Karpacz  (German: Krummhübel) is a spa town and ski resort in Jelenia Góra County, Lower Silesian Voivodeship, south-western Poland, and one of the most important centres for mountain hiking and skiing, including ski jumping. Its population is about 4,500. Karpacz is situated in the Karkonosze Mountains – a resort with increasing importance for tourism as an alternative to the Alps.

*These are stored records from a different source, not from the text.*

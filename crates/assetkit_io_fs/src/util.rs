use std::ffi::OsString;
use std::fs;
use std::io;
use std::path::{Path, PathBuf};

use globset::{Glob, GlobMatcher};
use regex::Regex;

use crate::spec::{EnumCopyPatternMode, OrganizeError};

////////////////////////////////////////////////////////////////////////////////
// #region PatternMatching

#[derive(Debug, Clone)]
pub(crate) enum TypeFilePattern {
    Literal(String),
    Glob(GlobMatcher),
    Regex(Regex),
}

impl TypeFilePattern {
    pub(crate) fn compile(
        pattern: &str,
        rule_pattern: EnumCopyPatternMode,
    ) -> Result<Self, OrganizeError> {
        match rule_pattern {
            EnumCopyPatternMode::Literal => Ok(Self::Literal(pattern.to_string())),
            EnumCopyPatternMode::Glob => {
                let matcher = Glob::new(pattern)
                    .map_err(|e| {
                        OrganizeError::InvalidPattern(format!(
                            "Invalid bulk-copy pattern `{pattern}`: {e}"
                        ))
                    })?
                    .compile_matcher();
                Ok(Self::Glob(matcher))
            }
            EnumCopyPatternMode::Regex => {
                let regex = Regex::new(pattern).map_err(|e| {
                    OrganizeError::InvalidPattern(format!(
                        "Invalid bulk-copy pattern `{pattern}`: {e}"
                    ))
                })?;
                Ok(Self::Regex(regex))
            }
        }
    }

    pub(crate) fn is_match(&self, value: &str) -> bool {
        match self {
            Self::Literal(p) => value == p,
            Self::Glob(p) => p.is_match(value),
            Self::Regex(p) => p.is_match(value),
        }
    }
}

// #endregion
////////////////////////////////////////////////////////////////////////////////
// #region DirectoryListing

/// Stat `path`, following symlinks. `Ok(None)` when nothing is there (missing
/// entry, broken symlink, or a path component that is a plain file); any
/// other failure, e.g. permission denied, is returned.
pub(crate) fn metadata_if_present(path: &Path) -> Result<Option<fs::Metadata>, io::Error> {
    match fs::metadata(path) {
        Ok(meta) => Ok(Some(meta)),
        Err(e)
            if matches!(
                e.kind(),
                io::ErrorKind::NotFound | io::ErrorKind::NotADirectory
            ) =>
        {
            Ok(None)
        }
        Err(e) => Err(e),
    }
}

#[derive(Debug, Clone)]
pub(crate) struct SpecDirEntry {
    pub(crate) path_entry: PathBuf,
    pub(crate) name_entry: OsString,
    pub(crate) if_is_file: bool,
}

/// List direct children of `path_dir`, sorted by name.
///
/// Symlinks are followed when classifying, so a link to a regular file counts
/// as a file.
pub(crate) fn list_dir_entries(path_dir: &Path) -> Result<Vec<SpecDirEntry>, OrganizeError> {
    let map_err = |e: io::Error| OrganizeError::ReadDirFailed {
        path: path_dir.to_path_buf(),
        message: e.to_string(),
    };

    let mut l_entries = Vec::new();
    for entry_res in fs::read_dir(path_dir).map_err(map_err)? {
        let entry = entry_res.map_err(map_err)?;
        let path_entry = entry.path();
        let if_is_file = metadata_if_present(&path_entry)
            .map_err(map_err)?
            .is_some_and(|meta| meta.is_file());
        l_entries.push(SpecDirEntry {
            path_entry,
            name_entry: entry.file_name(),
            if_is_file,
        });
    }
    l_entries.sort_by(|a, b| a.name_entry.cmp(&b.name_entry));
    Ok(l_entries)
}

// #endregion
////////////////////////////////////////////////////////////////////////////////
// #region FileCopy

/// Copy bytes, then permissions, access/modification times and (Linux)
/// extended attributes. An existing destination file is replaced.
pub(crate) fn copy_file_with_metadata(
    path_file_src: &Path,
    path_file_dst: &Path,
) -> Result<(), io::Error> {
    remove_readonly_destination(path_file_dst)?;
    fs::copy(path_file_src, path_file_dst)?;
    apply_metadata(path_file_src, path_file_dst)
}

// A read-only destination left by a previous run cannot be opened for writing.
fn remove_readonly_destination(path_file_dst: &Path) -> Result<(), io::Error> {
    match fs::symlink_metadata(path_file_dst) {
        Ok(meta_dst) if meta_dst.is_file() && meta_dst.permissions().readonly() => {
            fs::remove_file(path_file_dst)
        }
        Ok(_) => Ok(()),
        Err(e) if e.kind() == io::ErrorKind::NotFound => Ok(()),
        Err(e) => Err(e),
    }
}

fn apply_metadata(path_file_src: &Path, path_file_dst: &Path) -> Result<(), io::Error> {
    use filetime::{FileTime, set_file_times};

    let stat_src = fs::metadata(path_file_src)?;

    // `fs::copy` already applied the source mode; user xattrs need the owner
    // write bit until they are in place.
    #[cfg(target_os = "linux")]
    {
        use std::os::unix::fs::PermissionsExt;

        let n_mode_src = stat_src.permissions().mode();
        if n_mode_src & 0o200 == 0 {
            fs::set_permissions(path_file_dst, fs::Permissions::from_mode(n_mode_src | 0o200))?;
        }
        copy_xattrs_linux(path_file_src, path_file_dst);
    }

    let file_time_access = FileTime::from_last_access_time(&stat_src);
    let file_time_modify = FileTime::from_last_modification_time(&stat_src);
    set_file_times(path_file_dst, file_time_access, file_time_modify)?;

    fs::set_permissions(path_file_dst, stat_src.permissions())?;
    Ok(())
}

#[cfg(target_os = "linux")]
fn copy_xattrs_linux(path_file_src: &Path, path_file_dst: &Path) {
    let iter_xattr_names = match xattr::list(path_file_src) {
        Ok(v) => v,
        Err(_) => return,
    };

    for name in iter_xattr_names {
        let Some(raw_value) = xattr::get(path_file_src, &name).ok().flatten() else {
            continue;
        };
        if let Err(e) = xattr::set(path_file_dst, &name, &raw_value) {
            log::debug!(
                "xattr {} not copied to {} ({e})",
                name.to_string_lossy(),
                path_file_dst.display()
            );
        }
    }
}

// #endregion
////////////////////////////////////////////////////////////////////////////////

#[cfg(test)]
mod tests {
    use super::{TypeFilePattern, copy_file_with_metadata, list_dir_entries, metadata_if_present};
    use crate::spec::{EnumCopyPatternMode, OrganizeError};

    #[test]
    fn pattern_glob_matches_extension_only() {
        let pattern = TypeFilePattern::compile("*.png", EnumCopyPatternMode::Glob).expect("glob");
        assert!(pattern.is_match("acme.png"));
        assert!(pattern.is_match("Empresa X.png"));
        assert!(!pattern.is_match("acme.gif"));
        assert!(!pattern.is_match("acme.PNG"));
    }

    #[test]
    fn pattern_regex_and_literal() {
        let pattern = TypeFilePattern::compile(r"^before_\d+\.jpeg$", EnumCopyPatternMode::Regex)
            .expect("regex");
        assert!(pattern.is_match("before_01.jpeg"));
        assert!(!pattern.is_match("after_01.jpeg"));

        let pattern =
            TypeFilePattern::compile("team.png", EnumCopyPatternMode::Literal).expect("literal");
        assert!(pattern.is_match("team.png"));
        assert!(!pattern.is_match("old-team.png"));
    }

    #[test]
    fn pattern_invalid_rejected() {
        let err = TypeFilePattern::compile("[", EnumCopyPatternMode::Glob).expect_err("bad glob");
        assert!(matches!(err, OrganizeError::InvalidPattern(_)));
        let err = TypeFilePattern::compile("(", EnumCopyPatternMode::Regex).expect_err("bad regex");
        assert!(matches!(err, OrganizeError::InvalidPattern(_)));
    }

    #[test]
    fn list_dir_entries_sorted_and_classified() {
        let tmp = tempfile::tempdir().expect("tempdir");
        std::fs::write(tmp.path().join("b.png"), "b").expect("write");
        std::fs::write(tmp.path().join("a.png"), "a").expect("write");
        std::fs::create_dir(tmp.path().join("c.png")).expect("mkdir");

        let l_entries = list_dir_entries(tmp.path()).expect("list");
        let l_names: Vec<_> = l_entries
            .iter()
            .map(|e| e.name_entry.to_string_lossy().to_string())
            .collect();
        assert_eq!(l_names, ["a.png", "b.png", "c.png"]);
        assert!(l_entries[0].if_is_file);
        assert!(!l_entries[2].if_is_file);
    }

    #[test]
    fn copy_file_overwrites_readonly_destination() {
        let tmp = tempfile::tempdir().expect("tempdir");
        let path_src = tmp.path().join("src.png");
        let path_dst = tmp.path().join("dst.png");
        std::fs::write(&path_src, "new").expect("write src");
        std::fs::write(&path_dst, "old").expect("write dst");

        let mut perms = std::fs::metadata(&path_dst).expect("meta").permissions();
        perms.set_readonly(true);
        std::fs::set_permissions(&path_dst, perms).expect("set readonly");

        copy_file_with_metadata(&path_src, &path_dst).expect("copy");
        assert_eq!(std::fs::read(&path_dst).expect("read dst"), b"new");
    }

    #[cfg(target_os = "linux")]
    #[test]
    fn copy_file_preserves_linux_metadata() {
        use filetime::{FileTime, set_file_times};
        use std::os::unix::fs::PermissionsExt;

        let tmp = tempfile::tempdir().expect("tempdir");
        let path_file_src = tmp.path().join("meta.png");
        let path_file_dst = tmp.path().join("copy.png");
        std::fs::write(&path_file_src, "meta").expect("write");

        std::fs::set_permissions(&path_file_src, std::fs::Permissions::from_mode(0o640))
            .expect("set permissions");
        set_file_times(
            &path_file_src,
            FileTime::from_unix_time(1_700_000_010, 0),
            FileTime::from_unix_time(1_700_000_020, 0),
        )
        .expect("set times");

        let c_xattr_name = "user.assetkit_test";
        let b_if_has_xattr = xattr::set(&path_file_src, c_xattr_name, b"meta_value").is_ok();

        copy_file_with_metadata(&path_file_src, &path_file_dst).expect("copy");

        let stat_src = std::fs::metadata(&path_file_src).expect("src metadata");
        let stat_dst = std::fs::metadata(&path_file_dst).expect("dst metadata");
        assert_eq!(
            stat_src.permissions().mode() & 0o777,
            stat_dst.permissions().mode() & 0o777
        );
        assert_eq!(
            FileTime::from_last_modification_time(&stat_src),
            FileTime::from_last_modification_time(&stat_dst)
        );

        if b_if_has_xattr {
            let raw_value_dst = xattr::get(&path_file_dst, c_xattr_name)
                .expect("get dst xattr")
                .expect("xattr exists");
            assert_eq!(raw_value_dst, b"meta_value");
        }
    }

    #[test]
    fn metadata_if_present_treats_missing_and_file_parent_as_absent() {
        let tmp = tempfile::tempdir().expect("tempdir");
        std::fs::write(tmp.path().join("plain.png"), "p").expect("write");

        assert!(
            metadata_if_present(&tmp.path().join("gone.png"))
                .expect("stat")
                .is_none()
        );
        assert!(
            metadata_if_present(&tmp.path().join("plain.png/inner.png"))
                .expect("stat")
                .is_none()
        );
        assert!(
            metadata_if_present(&tmp.path().join("plain.png"))
                .expect("stat")
                .is_some()
        );
    }

    #[cfg(target_os = "linux")]
    #[test]
    fn copy_file_keeps_xattrs_of_readonly_source() {
        use std::os::unix::fs::PermissionsExt;

        let tmp = tempfile::tempdir().expect("tempdir");
        let path_file_src = tmp.path().join("locked.png");
        let path_file_dst = tmp.path().join("copy.png");
        std::fs::write(&path_file_src, "locked").expect("write");

        let c_xattr_name = "user.assetkit_test";
        let b_if_has_xattr = xattr::set(&path_file_src, c_xattr_name, b"kept").is_ok();
        std::fs::set_permissions(&path_file_src, std::fs::Permissions::from_mode(0o444))
            .expect("set readonly");

        copy_file_with_metadata(&path_file_src, &path_file_dst).expect("copy");

        let stat_dst = std::fs::metadata(&path_file_dst).expect("dst metadata");
        assert_eq!(stat_dst.permissions().mode() & 0o777, 0o444);
        if b_if_has_xattr {
            let raw_value_dst = xattr::get(&path_file_dst, c_xattr_name)
                .expect("get dst xattr")
                .expect("xattr exists");
            assert_eq!(raw_value_dst, b"kept");
        }
    }
}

Karpacz is located at  above sea level. South of Karpacz on the border to the Czech Republic there is Mount Sněžka-Śnieżka (). Since 2020, the town has been hosting the annual international Economic Forum.

History

The first settlements in the area of Karpacz are noted by the official website of the city as being of probable Celtic origin and date to the 4th or 3rd century BC when they inhabited the region as part of gold-digging taking place in the area. The area was part of medieval Poland, after the establishment of the state in the 10th century. In the early 12th century the area was generally uninhabited, as mentioned in the oldest Polish chronicle Gesta principum Polonorum. The first mention of permanent location within the current boundaries of the town is dated to the beginning of 15th century and connected to the destruction of a village called Broniów, whose inhabitants moved to settle the area currently located at the altitude of the town's railway station.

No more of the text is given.